C’è un istinto naturale, in chi costruisce un’offerta, ad aggiungere. Aggiungere benefici. Aggiungere caratteristiche. Aggiungere bonus. Aggiungere garanzie. Il pensiero implicito è che più cose contiene l’offerta, più valore offre, più sarà scelta. È un pensiero ragionevole, lineare, e sbagliato.

Le offerte forti, quelle che vincono nel medio periodo, di solito non si distinguono per quanto promettono. Si distinguono per cosa escludono.

Escludere significa dichiarare ad alta voce cosa non fai, per chi non sei utile, in quali situazioni non lavori. Significa rinunciare a una fetta di mercato per acquisire un riconoscimento più chiaro nella fetta che ti rimane. È un’operazione che, in superficie, sembra una rinuncia. È, in realtà, l’unico modo per essere scelti senza fatica da chi è davvero il tuo cliente.

Lo si vede bene nel mondo della consulenza, dove ho lavorato per molti anni. Un consulente generalista che dice aiuto le aziende a crescere compete con tutti gli altri consulenti generalisti. Per essere scelto, deve combattere ogni volta sulla persona, sul prezzo, sul fit personale. La conversazione di vendita è lunga. Il tasso di chiusura è basso. Il margine sul tempo speso a vendere è povero.

Un consulente che dice aiuto aziende di servizi B2B che hanno superato i due milioni di fatturato a sistemare il processo di vendita prima di assumere il secondo commerciale, non lavoro con startup, non lavoro con e-commerce, non aiuto a generare lead sta facendo l’opposto. Sta escludendo otto clienti su dieci dei suoi competitor generalisti. Sta restringendo il campo. Sta dichiarando i confini.

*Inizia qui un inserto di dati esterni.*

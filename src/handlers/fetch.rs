//! Fetch handler: scrape a listing page and download each paper's sources.

use std::path::Path;

use anyhow::{Context, Result};
use tracing::info;

use crate::{config::Config, external::arxiv::ArxivClient};

pub async fn run(cfg: &Config, url: Option<&str>, ids: &[String], out: &Path) -> Result<()> {
    let client = ArxivClient::from_config(cfg)?;

    let mut all_ids = ids.to_vec();
    if let Some(url) = url {
        let found = client
            .list_ids(url)
            .await
            .with_context(|| format!("fetching listing {}", url))?;
        println!("Found {} arXiv IDs.", found.len());
        all_ids.extend(found);
    }

    for id in &all_ids {
        let dest = out.join(id);
        if dest.exists() {
            info!("Skipping {} (already exists)", id);
            continue;
        }
        info!("Downloading source for {}", id);
        let files = client
            .download_source(id, &dest)
            .await
            .with_context(|| format!("downloading source for {}", id))?;
        info!("{}: {} file(s) unpacked", id, files.len());
    }
    Ok(())
}
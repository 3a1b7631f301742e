mod cli;

use std::time::Duration;

use anyhow::Result;
use figcap::{config::Config, execution::BatchOptions, handlers};
use tracing_subscriber::EnvFilter;

#[tokio::main]
async fn main() -> Result<()> {
    // .env is optional; real environment variables still win
    let _ = dotenvy::dotenv();

    let args = cli::Cli::parse();

    let default_level = if args.verbose { "debug" } else { "info" };
    let filter = EnvFilter::try_from_default_env().unwrap_or_else(|_| EnvFilter::new(default_level));
    tracing_subscriber::fmt()
        .with_env_filter(filter)
        .with_target(false)
        .init();

    // Load config
    let cfg = Config::load();

    match args.command {
        cli::Command::Fetch { url, ids, out } => handlers::fetch::run(&cfg, url.as_deref(), &ids, &out).await,
        cli::Command::Extract { sources, figures, output } => handlers::extract::run(&sources, &figures, &output),
        cli::Command::Regenerate {
            input,
            output,
            model,
            max_tokens,
            limit,
        } => {
            // CLI overrides config
            let model = model.unwrap_or_else(|| cfg.default_model());
            let max_tokens = max_tokens.unwrap_or_else(|| cfg.max_tokens());
            handlers::regenerate::run(&cfg, &input, &output, &model, max_tokens, limit).await
        }
        cli::Command::Run {
            input,
            output,
            root,
            suffix,
            timeout,
            python,
        } => {
            let timeout = timeout.map(Duration::from_secs).unwrap_or_else(|| cfg.exec_timeout());
            let python = python.unwrap_or_else(|| cfg.python_path());
            let opts = BatchOptions { root, suffix };
            handlers::run::run(&input, &output, &opts, &python, timeout).await
        }
    }
}
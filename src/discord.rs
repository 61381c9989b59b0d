//! Discord REST implementation of [`ChatBackend`].

use std::sync::RwLock;

use async_trait::async_trait;
use reqwest::StatusCode;
use reqwest::header::AUTHORIZATION;
use serde_json::{Value, json};
use tracing::debug;

use crate::backend::{BackendError, BotIdentity, ChannelId, ChatBackend};

const DEFAULT_API_BASE: &str = "https://discord.com/api/v10";

pub struct DiscordBackend {
    http: reqwest::Client,
    api_base: String,
    /// Set by a successful `connect`, cleared by `disconnect`.
    token: RwLock<Option<String>>,
}

impl DiscordBackend {
    pub fn new() -> Self {
        Self::with_api_base(DEFAULT_API_BASE)
    }

    /// Base URL override, for pointing at a local stand-in server.
    pub fn with_api_base(api_base: impl Into<String>) -> Self {
        Self {
            http: reqwest::Client::new(),
            api_base: api_base.into(),
            token: RwLock::new(None),
        }
    }

    fn auth_header(&self) -> Result<String, BackendError> {
        self.token
            .read()
            .unwrap()
            .as_ref()
            .map(|token| format!("Bot {token}"))
            .ok_or(BackendError::NotConnected)
    }
}

impl Default for DiscordBackend {
    fn default() -> Self {
        Self::new()
    }
}

fn transport(e: reqwest::Error) -> BackendError {
    BackendError::Transport(e.to_string())
}

#[async_trait]
impl ChatBackend for DiscordBackend {
    async fn connect(&self, credential: &str) -> Result<BotIdentity, BackendError> {
        let response = self
            .http
            .get(format!("{}/users/@me", self.api_base))
            .header(AUTHORIZATION, format!("Bot {credential}"))
            .send()
            .await
            .map_err(transport)?;

        if response.status() == StatusCode::UNAUTHORIZED {
            return Err(BackendError::Unauthorized);
        }
        if !response.status().is_success() {
            return Err(BackendError::Status(response.status().as_u16()));
        }

        let body: Value = response.json().await.map_err(transport)?;
        let username = body
            .get("username")
            .and_then(Value::as_str)
            .unwrap_or("unknown")
            .to_string();

        *self.token.write().unwrap() = Some(credential.to_string());
        Ok(BotIdentity { username })
    }

    async fn send_message(&self, channel: &ChannelId, content: &str) -> Result<(), BackendError> {
        let auth = self.auth_header()?;
        let response = self
            .http
            .post(format!("{}/channels/{}/messages", self.api_base, channel))
            .header(AUTHORIZATION, auth)
            .json(&json!({ "content": content }))
            .send()
            .await
            .map_err(transport)?;

        if response.status().is_success() {
            Ok(())
        } else {
            Err(BackendError::Status(response.status().as_u16()))
        }
    }

    async fn channel_accessible(&self, channel: &ChannelId) -> bool {
        let Ok(auth) = self.auth_header() else {
            return false;
        };
        match self
            .http
            .get(format!("{}/channels/{}", self.api_base, channel))
            .header(AUTHORIZATION, auth)
            .send()
            .await
        {
            Ok(response) => response.status().is_success(),
            Err(e) => {
                debug!("Channel probe for {} failed: {}", channel, e);
                false
            }
        }
    }

    async fn disconnect(&self) {
        // REST sessions hold no server-side state; dropping the token
        // is the whole teardown.
        self.token.write().unwrap().take();
    }
}
//! Destination-channel resolution.
//!
//! Two modes: the webhook delivery path uses the fixed configured
//! channel; the new-group-join path discovers a channel from the
//! group's own listing.

use crate::backend::{ChannelId, GroupScope};
use crate::lifecycle::StateHandle;

/// Fixed mode: the configured target channel, verbatim. Existence and
/// permission are only discovered at send time.
pub fn resolve_fixed(state: &StateHandle) -> Option<ChannelId> {
    state.target_channel()
}

/// Discovery mode, for a group the bot has just joined.
///
/// Preference order: the system channel if the bot can send there,
/// otherwise the first sendable channel in the group's listed order,
/// otherwise `None` (callers must treat `None` as "do nothing").
pub fn resolve_discovery(scope: &GroupScope) -> Option<ChannelId> {
    if let Some(system) = &scope.system_channel {
        let sendable = scope
            .channels
            .iter()
            .any(|channel| &channel.id == system && channel.can_send);
        if sendable {
            return Some(system.clone());
        }
    }

    scope
        .channels
        .iter()
        .find(|channel| channel.can_send)
        .map(|channel| channel.id.clone())
}
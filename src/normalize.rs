//! Pure mapping from provider webhook payloads to [`Notification`].

use serde_json::Value;

use crate::error::NormalizationError;
use crate::notification::{CommitSummary, Notification, NotificationSource};

/// Normalizes a provider-specific push payload.
///
/// No I/O and no state; the same payload always yields the same
/// notification.
pub fn normalize(
    source: NotificationSource,
    payload: &Value,
) -> Result<Notification, NormalizationError> {
    match source {
        NotificationSource::GitHubPush => normalize_github(payload),
        NotificationSource::GitLabPush => normalize_gitlab(payload),
    }
}

/// The branch is the final path segment of the ref
/// (`refs/heads/main` -> `main`).
pub fn branch_from_ref(git_ref: &str) -> &str {
    git_ref.rsplit('/').next().unwrap_or(git_ref)
}

fn normalize_github(payload: &Value) -> Result<Notification, NormalizationError> {
    let git_ref = required_str(payload, "ref")?;
    let repository_name = payload
        .get("repository")
        .and_then(|r| r.get("full_name"))
        .and_then(Value::as_str)
        .ok_or_else(|| malformed("repository.full_name"))?;
    let actor = payload
        .get("pusher")
        .and_then(|p| p.get("name"))
        .and_then(Value::as_str)
        .ok_or_else(|| malformed("pusher.name"))?;
    let compare_url = required_str(payload, "compare")?;
    let commits = normalize_commits(payload)?;

    Ok(Notification {
        source: NotificationSource::GitHubPush,
        repository_name: repository_name.to_string(),
        branch: branch_from_ref(git_ref).to_string(),
        actor: actor.to_string(),
        commits,
        compare_url: Some(compare_url.to_string()),
    })
}

fn normalize_gitlab(payload: &Value) -> Result<Notification, NormalizationError> {
    let git_ref = required_str(payload, "ref")?;
    let repository_name = payload
        .get("project")
        .and_then(|p| p.get("path_with_namespace"))
        .and_then(Value::as_str)
        .ok_or_else(|| malformed("project.path_with_namespace"))?;
    let actor = required_str(payload, "user_name")?;
    let commits = normalize_commits(payload)?;

    // GitLab pushes carry no compare URL in this model.
    Ok(Notification {
        source: NotificationSource::GitLabPush,
        repository_name: repository_name.to_string(),
        branch: branch_from_ref(git_ref).to_string(),
        actor: actor.to_string(),
        commits,
        compare_url: None,
    })
}

/// Maps the `commits` array, preserving provider order. An empty array
/// is a valid zero-commit push (branch deletion, tag push).
fn normalize_commits(payload: &Value) -> Result<Vec<CommitSummary>, NormalizationError> {
    let commits = payload
        .get("commits")
        .and_then(Value::as_array)
        .ok_or_else(|| malformed("commits"))?;

    commits
        .iter()
        .map(|commit| {
            let id = commit
                .get("id")
                .and_then(Value::as_str)
                .ok_or_else(|| malformed("commits[].id"))?;
            let message = commit
                .get("message")
                .and_then(Value::as_str)
                .ok_or_else(|| malformed("commits[].message"))?;
            let author = commit
                .get("author")
                .and_then(|a| a.get("name"))
                .and_then(Value::as_str)
                .ok_or_else(|| malformed("commits[].author.name"))?;
            Ok(CommitSummary::new(id, message, author))
        })
        .collect()
}

fn required_str<'a>(payload: &'a Value, field: &str) -> Result<&'a str, NormalizationError> {
    payload
        .get(field)
        .and_then(Value::as_str)
        .ok_or_else(|| malformed(field))
}

fn malformed(field: &str) -> NormalizationError {
    NormalizationError::MalformedPayload(field.to_string())
}
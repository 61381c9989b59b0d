use crate::backend::BackendError;

/// Errors produced while normalizing a provider webhook payload.
#[derive(Debug, thiserror::Error)]
pub enum NormalizationError {
    #[error("Malformed payload: missing or invalid field '{0}'")]
    MalformedPayload(String),
}

/// Errors produced by the chat connection lifecycle.
///
/// Both variants are fatal at startup: a relay that cannot authenticate
/// must not pretend to serve ingress.
#[derive(Debug, thiserror::Error)]
pub enum LifecycleError {
    #[error("No chat credential configured")]
    MissingCredential,

    #[error("Chat backend rejected the credential: {0}")]
    AuthenticationFailed(String),
}

/// Errors produced by a notification dispatch attempt.
#[derive(Debug, thiserror::Error)]
pub enum DispatchError {
    #[error("Chat connection is not ready")]
    NotReady,

    #[error("Notification channel not found")]
    ChannelNotFound,

    #[error("Delivery failed: {0}")]
    DeliveryFailed(#[source] BackendError),
}
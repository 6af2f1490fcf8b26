//! Search-path helpers for external tools.
//!
//! Child processes get `nodeBinPath` prepended to the inherited `PATH`, so
//! tools that shell out to `node` or `npm` themselves find the configured
//! toolchain. The current process environment is never modified.

use std::path::Path;

/// Returns the PATH separator for the current platform.
#[inline]
fn path_separator() -> &'static str {
    #[cfg(windows)]
    {
        ";"
    }
    #[cfg(not(windows))]
    {
        ":"
    }
}

/// Prepends `bin_dir` to an existing PATH value.
///
/// When `existing` is `None` the inherited `PATH` is used.
pub fn prepend_to_path(bin_dir: &Path, existing: Option<&str>) -> String {
    let base_path = existing
        .map(|s| s.to_string())
        .or_else(|| std::env::var("PATH").ok())
        .unwrap_or_default();

    let bin = bin_dir.to_string_lossy();
    if bin.is_empty() {
        return base_path;
    }

    if base_path.is_empty() {
        bin.into_owned()
    } else {
        format!("{}{}{}", bin, path_separator(), base_path)
    }
}

/// Returns the environment overrides applied to every external tool.
pub fn tool_env(bin_dir: &Path) -> Vec<(String, String)> {
    vec![("PATH".to_string(), prepend_to_path(bin_dir, None))]
}

#[cfg(test)]
mod tests {
    use super::*;
    use std::path::PathBuf;

    #[test]
    fn test_path_separator() {
        let sep = path_separator();
        #[cfg(windows)]
        assert_eq!(sep, ";");
        #[cfg(not(windows))]
        assert_eq!(sep, ":");
    }

    #[cfg(unix)]
    #[test]
    fn test_prepend_to_path() {
        let path = prepend_to_path(&PathBuf::from("/usr/local/bin"), Some("/usr/bin:/bin"));
        assert_eq!(path, "/usr/local/bin:/usr/bin:/bin");
    }

    #[test]
    fn test_prepend_to_empty_path() {
        let path = prepend_to_path(&PathBuf::from("/opt/node/bin"), Some(""));
        assert_eq!(path, "/opt/node/bin");
    }

    #[test]
    fn test_tool_env_sets_path() {
        let env = tool_env(&PathBuf::from("/opt/node/bin"));
        assert_eq!(env.len(), 1);
        assert_eq!(env[0].0, "PATH");
        assert!(env[0].1.starts_with("/opt/node/bin"));
    }
}
//! The repackaging pipeline.
//!
//! Stages run strictly in order and share state only through the work
//! directory. The first failing stage aborts the run; its error carries the
//! stage's label.

use anyhow::{bail, Context, Result};
use tracing::info;

use crate::cleanup::clean_up;
use crate::config::Config;
use crate::downloader::{download_file, DownloadProgress};
use crate::http::HttpSource;
use crate::layout::Layout;
use crate::npm::{add_dev_dependency, build_package, BUILD_DEPENDENCIES};
use crate::patch::{apply_patch, PatchOutcome, LINUX_PATCHES};
use crate::process::ProcessRunner;
use crate::resolver::resolve_latest;
use crate::unpack::{extract_app_bundle, extract_installer};

/// Runs every stage from page scrape to cleanup.
pub struct Pipeline<'a> {
    config: &'a Config,
    layout: Layout,
    http: &'a dyn HttpSource,
    runner: &'a dyn ProcessRunner,
}

impl<'a> Pipeline<'a> {
    pub fn new(
        config: &'a Config,
        layout: Layout,
        http: &'a dyn HttpSource,
        runner: &'a dyn ProcessRunner,
    ) -> Self {
        Self {
            config,
            layout,
            http,
            runner,
        }
    }

    pub fn layout(&self) -> &Layout {
        &self.layout
    }

    /// Runs the pipeline, reporting download progress through `progress_cb`.
    pub async fn run<F>(&self, progress_cb: F) -> Result<()>
    where
        F: Fn(DownloadProgress),
    {
        info!("Finding Latest BluOS Controller");
        let url = resolve_latest(self.http, &self.config.downloads_page)
            .await
            .context("Error getting latest client URL")?;

        info!("Downloading Latest BluOS Controller: {}", url);
        download_file(self.http, &url, &self.layout.installer(), progress_cb)
            .await
            .context("Error downloading latest controller dmg")?;

        info!("Extracting BluOS Controller DMG");
        extract_installer(self.config, &self.layout, self.runner)
            .await
            .context("Error extracting controller dmg")?;

        info!("Extracting ASAR");
        extract_app_bundle(self.config, &self.layout, self.runner)
            .await
            .context("Error extracting app.asar")?;

        self.apply_patches()?;

        for package in BUILD_DEPENDENCIES {
            add_dev_dependency(self.config, &self.layout, self.runner, package).await?;
        }

        build_package(self.config, &self.layout, self.runner).await?;

        clean_up(&self.layout).context("Error moving build output to dist")?;

        info!("Done: output in {}", self.layout.dist_dir().display());
        Ok(())
    }

    /// Applies [`LINUX_PATCHES`], failing on the first missing anchor.
    fn apply_patches(&self) -> Result<()> {
        let app_dir = self.layout.app_dir();

        for patch in LINUX_PATCHES {
            let outcome = apply_patch(&app_dir, patch)
                .with_context(|| format!("Error patching {}", patch.label))?;

            if outcome == PatchOutcome::AnchorMissing {
                bail!(
                    "Error patching {}: anchor not found in {}",
                    patch.label,
                    app_dir.join(patch.file).display()
                );
            }
        }

        Ok(())
    }
}
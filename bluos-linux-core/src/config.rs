//! Tool configuration.
//!
//! Settings are read once from a YAML file (`config.yaml` by default) and
//! passed by reference into every pipeline stage.

use serde::Deserialize;
use std::path::{Path, PathBuf};
use thiserror::Error;
use tracing::{debug, info};

/// Default location of the configuration file, relative to the working directory.
pub const DEFAULT_CONFIG_FILE: &str = "config.yaml";

/// Vendor page listing the current desktop app downloads.
pub const DEFAULT_DOWNLOADS_PAGE: &str = "https://www.bluesound.com/downloads/";

// =============================================================================
// Error Types
// =============================================================================

/// Errors that can occur while loading the configuration.
#[derive(Debug, Error)]
pub enum ConfigError {
    #[error("Error reading {path}: {source}")]
    Read {
        path: String,
        #[source]
        source: std::io::Error,
    },

    #[error("Error parsing {path}: {source}")]
    Parse {
        path: String,
        #[source]
        source: serde_yaml::Error,
    },

    #[error("nodeBinPath not set in {0}")]
    MissingNodeBinPath(String),
}

// =============================================================================
// Config
// =============================================================================

#[derive(Debug, Deserialize)]
#[serde(rename_all = "camelCase")]
struct RawConfig {
    #[serde(default)]
    node_bin_path: Option<String>,
    #[serde(default)]
    downloads_page: Option<String>,
}

/// Validated tool configuration.
#[derive(Debug, Clone, PartialEq, Eq)]
pub struct Config {
    /// Directory containing `npm`, `npx` and `electron-builder`.
    pub node_bin_path: PathBuf,

    /// Page scraped for the latest installer link.
    pub downloads_page: String,
}

impl Config {
    /// Creates a config with the default downloads page.
    pub fn new(node_bin_path: impl Into<PathBuf>) -> Self {
        Self {
            node_bin_path: node_bin_path.into(),
            downloads_page: DEFAULT_DOWNLOADS_PAGE.to_string(),
        }
    }

    /// Loads and validates the configuration file at `path`.
    pub fn load(path: &Path) -> Result<Self, ConfigError> {
        info!("Reading {}", path.display());

        let contents = std::fs::read_to_string(path).map_err(|source| ConfigError::Read {
            path: path.display().to_string(),
            source,
        })?;

        Self::from_yaml(&contents, &path.display().to_string())
    }

    /// Parses configuration from YAML text. `origin` is only used in error messages.
    pub fn from_yaml(contents: &str, origin: &str) -> Result<Self, ConfigError> {
        // An empty document deserializes as unit, not as a mapping.
        let raw: RawConfig = if contents.trim().is_empty() {
            RawConfig {
                node_bin_path: None,
                downloads_page: None,
            }
        } else {
            serde_yaml::from_str(contents).map_err(|source| ConfigError::Parse {
                path: origin.to_string(),
                source,
            })?
        };

        let node_bin_path = raw
            .node_bin_path
            .filter(|p| !p.trim().is_empty())
            .ok_or_else(|| ConfigError::MissingNodeBinPath(origin.to_string()))?;

        let downloads_page = raw
            .downloads_page
            .filter(|p| !p.trim().is_empty())
            .unwrap_or_else(|| DEFAULT_DOWNLOADS_PAGE.to_string());

        let config = Self {
            node_bin_path: PathBuf::from(node_bin_path),
            downloads_page,
        };
        debug!(?config, "Configuration loaded");
        Ok(config)
    }

    /// Path of a binary inside `nodeBinPath`.
    pub fn node_bin(&self, name: &str) -> PathBuf {
        self.node_bin_path.join(name)
    }
}
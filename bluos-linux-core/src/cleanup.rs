//! Final cleanup of the work directory.
//!
//! Moves the build output to `dist/` and removes the intermediates. Moving the
//! output must succeed; removing intermediates is best effort and only logged.

use anyhow::{bail, Context, Result};
use std::io;
use std::path::Path;
use tracing::{debug, info, warn};

use crate::layout::Layout;

/// Moves `bluos/dist` to `dist` and removes `bluos/`, `controller/` and `controller.dmg`.
///
/// A `dist` left by an earlier run is replaced.
///
/// # Errors
///
/// Returns an error if the build output cannot be moved; nothing is removed
/// in that case.
pub fn clean_up(layout: &Layout) -> Result<()> {
    info!("Cleaning up");

    let from = layout.build_output_dir();
    let to = layout.dist_dir();

    if !from.is_dir() {
        bail!("Build output {} not found", from.display());
    }

    if to.exists() {
        info!("Replacing previous output in {}", to.display());
        std::fs::remove_dir_all(&to)
            .with_context(|| format!("Failed to remove previous output {}", to.display()))?;
    }

    std::fs::rename(&from, &to)
        .with_context(|| format!("Failed to move {} to {}", from.display(), to.display()))?;

    log_failure(&layout.app_dir(), std::fs::remove_dir_all(layout.app_dir()));
    log_failure(
        &layout.controller_dir(),
        std::fs::remove_dir_all(layout.controller_dir()),
    );
    log_failure(&layout.installer(), std::fs::remove_file(layout.installer()));

    Ok(())
}

fn log_failure(path: &Path, result: io::Result<()>) {
    match result {
        Ok(()) => debug!("Removed {}", path.display()),
        Err(e) => warn!("Failed to remove {}: {}", path.display(), e),
    }
}
//! bluos-linux Core Library
//!
//! Repackages the BluOS Controller macOS installer as a Linux Snap and
//! AppImage. It includes:
//!
//! - Configuration loading (`config.yaml`)
//! - Scraping the vendor downloads page for the latest installer
//! - Streaming download with progress reporting
//! - Unpacking the `.dmg` and the bundled `app.asar`
//! - Literal patches to the app scripts
//! - npm / electron-builder invocation and final cleanup

pub mod cleanup;
pub mod config;
pub mod downloader;
pub mod env;
pub mod http;
pub mod layout;
pub mod npm;
pub mod patch;
pub mod pipeline;
pub mod process;
pub mod resolver;
pub mod unpack;

// Re-exports for convenience
pub use config::{Config, ConfigError, DEFAULT_CONFIG_FILE, DEFAULT_DOWNLOADS_PAGE};
pub use downloader::DownloadProgress;
pub use http::{HttpError, HttpSource, ReqwestSource};
pub use layout::Layout;
pub use patch::{LiteralPatch, PatchError, PatchOutcome, LINUX_PATCHES};
pub use pipeline::Pipeline;
pub use process::{CommandSpec, ProcessError, ProcessOutput, ProcessRunner, SystemRunner};

/// Library version
pub const VERSION: &str = env!("CARGO_PKG_VERSION");
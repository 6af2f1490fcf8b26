//! npm and electron-builder invocations in the app source directory.

use anyhow::{Context, Result};
use tracing::info;

use crate::config::Config;
use crate::env::tool_env;
use crate::layout::Layout;
use crate::process::{run_checked, CommandSpec, ProcessRunner};

/// Dev dependencies added before the build, in install order.
pub const BUILD_DEPENDENCIES: &[&str] = &["electron@^9.0.0", "electron-builder"];

/// Builds `npm install <package> --save-dev`, run in `bluos/` with
/// `nodeBinPath` ahead of the inherited `PATH`.
pub fn add_dev_dependency_command(config: &Config, layout: &Layout, package: &str) -> CommandSpec {
    CommandSpec::new(config.node_bin("npm"))
        .arg("install")
        .arg(package)
        .arg("--save-dev")
        .current_dir(layout.app_dir())
        .envs(tool_env(&config.node_bin_path))
}

/// Builds the `electron-builder` invocation. Targets come from the app's own
/// `package.json`.
pub fn build_command(config: &Config, layout: &Layout) -> CommandSpec {
    CommandSpec::new(config.node_bin("electron-builder"))
        .current_dir(layout.app_dir())
        .envs(tool_env(&config.node_bin_path))
}

/// Runs `npm install <package> --save-dev` in `bluos/`.
pub async fn add_dev_dependency(
    config: &Config,
    layout: &Layout,
    runner: &dyn ProcessRunner,
    package: &str,
) -> Result<()> {
    info!("Adding {} dependency", package);
    run_checked(runner, &add_dev_dependency_command(config, layout, package))
        .await
        .with_context(|| format!("Error installing {}", package))?;
    Ok(())
}

/// Runs `electron-builder` in `bluos/`, producing `bluos/dist`.
pub async fn build_package(
    config: &Config,
    layout: &Layout,
    runner: &dyn ProcessRunner,
) -> Result<()> {
    info!("Building Snap and AppImage");
    run_checked(runner, &build_command(config, layout))
        .await
        .context("Error building Snap and AppImage")?;
    Ok(())
}

#[cfg(test)]
mod tests {
    use super::*;
    use std::path::PathBuf;

    #[test]
    fn test_add_dev_dependency_command() {
        let config = Config::new("/usr/local/bin");
        let layout = Layout::new("/work");
        let spec = add_dev_dependency_command(&config, &layout, "electron@^9.0.0");

        assert_eq!(
            spec.to_string(),
            "/usr/local/bin/npm install electron@^9.0.0 --save-dev"
        );
        assert_eq!(spec.current_dir, Some(PathBuf::from("/work/bluos")));
        let (key, path) = &spec.env[0];
        assert_eq!(key, "PATH");
        assert!(path.starts_with("/usr/local/bin"));
    }

    #[test]
    fn test_build_command() {
        let config = Config::new("/opt/node/bin");
        let layout = Layout::new("/work");
        let spec = build_command(&config, &layout);

        assert_eq!(spec.program, PathBuf::from("/opt/node/bin/electron-builder"));
        assert!(spec.args.is_empty());
        assert_eq!(spec.current_dir, Some(PathBuf::from("/work/bluos")));
    }
}
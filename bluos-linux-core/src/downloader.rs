//! Streaming file downloader with progress reporting.
//!
//! The body is written to `<dest>.tmp` and only renamed to `dest` once the
//! whole stream has been written and flushed, so a partial download never
//! shows up under the final name.

use anyhow::{Context, Result};
use futures::StreamExt;
use std::path::Path;
use tokio::fs::File;
use tokio::io::AsyncWriteExt;
use tracing::{debug, info};

use crate::http::HttpSource;
use crate::layout::temp_path_for;

// ============================================================================
// Download Progress
// ============================================================================

/// Progress information during a download.
#[derive(Debug, Clone)]
pub struct DownloadProgress {
    /// Bytes downloaded so far.
    pub bytes_downloaded: u64,
    /// Total bytes expected (if known from Content-Length header).
    pub total_bytes: Option<u64>,
    /// Progress percentage (0.0 to 100.0), or None if total is unknown.
    pub percent: Option<f32>,
    /// Set on the last report, once the file is in place under its final name.
    pub finished: bool,
}

impl DownloadProgress {
    fn new(bytes_downloaded: u64, total_bytes: Option<u64>) -> Self {
        let percent = total_bytes.map(|total| {
            if total > 0 {
                (bytes_downloaded as f32 / total as f32) * 100.0
            } else {
                0.0
            }
        });

        Self {
            bytes_downloaded,
            total_bytes,
            percent,
            finished: false,
        }
    }

    fn mark_finished(mut self) -> Self {
        self.finished = true;
        self
    }
}

// ============================================================================
// Download Function
// ============================================================================

/// Downloads `url` to `dest`, reporting cumulative progress after every chunk.
///
/// A final report with `finished` set follows the rename, whether or not the
/// server sent a `Content-Length`.
///
/// # Returns
///
/// The total number of bytes downloaded.
///
/// # Errors
///
/// Returns an error if the temp file cannot be created or written, or if the
/// request or the body stream fails. In every failure case the `.tmp` file is
/// left in place and `dest` is not created.
pub async fn download_file<F>(
    http: &dyn HttpSource,
    url: &str,
    dest: &Path,
    progress_cb: F,
) -> Result<u64>
where
    F: Fn(DownloadProgress),
{
    info!("Downloading {} to {}", url, dest.display());

    let temp_path = temp_path_for(dest);

    // Create the temp file first; a stale one from an earlier run is truncated.
    let mut file = File::create(&temp_path)
        .await
        .with_context(|| format!("Failed to create file: {}", temp_path.display()))?;

    let (mut stream, total_bytes) = http
        .get_stream(url)
        .await
        .with_context(|| format!("Failed to start download from {}", url))?;
    debug!("Content-Length: {:?}", total_bytes);

    let mut bytes_downloaded: u64 = 0;
    progress_cb(DownloadProgress::new(0, total_bytes));

    while let Some(chunk_result) = stream.next().await {
        let chunk = chunk_result.context("Failed to read chunk from response stream")?;

        file.write_all(&chunk)
            .await
            .context("Failed to write chunk to file")?;

        bytes_downloaded += chunk.len() as u64;
        progress_cb(DownloadProgress::new(bytes_downloaded, total_bytes));
    }

    file.flush().await.context("Failed to flush file")?;
    drop(file);

    tokio::fs::rename(&temp_path, dest)
        .await
        .with_context(|| {
            format!(
                "Failed to rename {} to {}",
                temp_path.display(),
                dest.display()
            )
        })?;

    progress_cb(DownloadProgress::new(bytes_downloaded, total_bytes).mark_finished());

    info!(
        "Download complete: {} bytes written to {}",
        bytes_downloaded,
        dest.display()
    );

    Ok(bytes_downloaded)
}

Apparentemente è una mossa controintuitiva. In pratica fa due cose insieme. Primo, rende riconoscibile l’offerta in un mercato saturo. Quando un imprenditore di un’azienda B2B di servizi a tre milioni di fatturato cerca aiuto sul commerciale, la frase del consulente specializzato gli si stampa in testa molto più velocemente di quella generica. Secondo, accelera la decisione di vendita perché elimina ambiguità. Il prospect che entra in call sa già che il consulente parla la sua lingua, ha già lavorato con casi simili, sa di cosa sta parlando. La conversazione si concentra sul come, non sul se.

L’esclusione fa anche un terzo lavoro, meno visibile. Costringe chi vende a essere onesto sui propri limiti. Un’offerta che promette tutto promette implicitamente niente. Il cliente sente la mancanza di confini come un segnale di insicurezza. Se sei davvero esperto, dovresti sapere a chi servi e a chi non servi. Quando i confini ci sono, comunicano competenza prima ancora di parlare delle competenze nel merito.

C’è una resistenza emotiva a escludere che vale la pena nominare. Si pensa che escludere riduca le opportunità. Lo fa, all’inizio. Poi le aumenta. Si pensa che escludere ti renda più piccolo. Lo fa, in apparenza. In realtà ti rende più riconoscibile, e nei mercati saturi la riconoscibilità vale molto più della dimensione.

Lo dico spesso ai consulenti che mi raccontano di avere offerte flessibili, su misura, modulari. La flessibilità, in vendita, è raramente un vantaggio. Quasi sempre è un sintomo. È il sintomo di non aver ancora deciso davvero per chi si è utili. Si lascia il cliente a decidere quale versione del consulente vuole, sperando che ne scelga una. Il cliente, di solito, non sceglie. Si guarda intorno. Trova qualcuno con un’offerta più stretta, e lo sceglie.

Un’offerta che esclude è un’offerta che ha già preso una decisione. Quella decisione si trasferisce al cliente, che la riconosce come una posizione e ne ricava sicurezza per scegliere. Un’offerta che non esclude lascia tutta la decisione al cliente, che la trova troppo pesante e rinvia.

Quando rivedo un listino di un cliente, una delle prime cose che chiedo è che tipo di richiesta hai imparato a non accettare?. Se la risposta è nessuna, prendiamo tutto quello che arriva, sappiamo già dove sta il problema. La cura non è scrivere meglio l’offerta. È decidere cosa l’offerta non è.

L’esclusione non è limitare l’ambizione. È disciplinarla. Senza disciplina, l’ambizione si sparpaglia. Con disciplina, si concentra. E un’offerta concentrata, anche se promette meno cose, vince quasi sempre su una che promette tutto.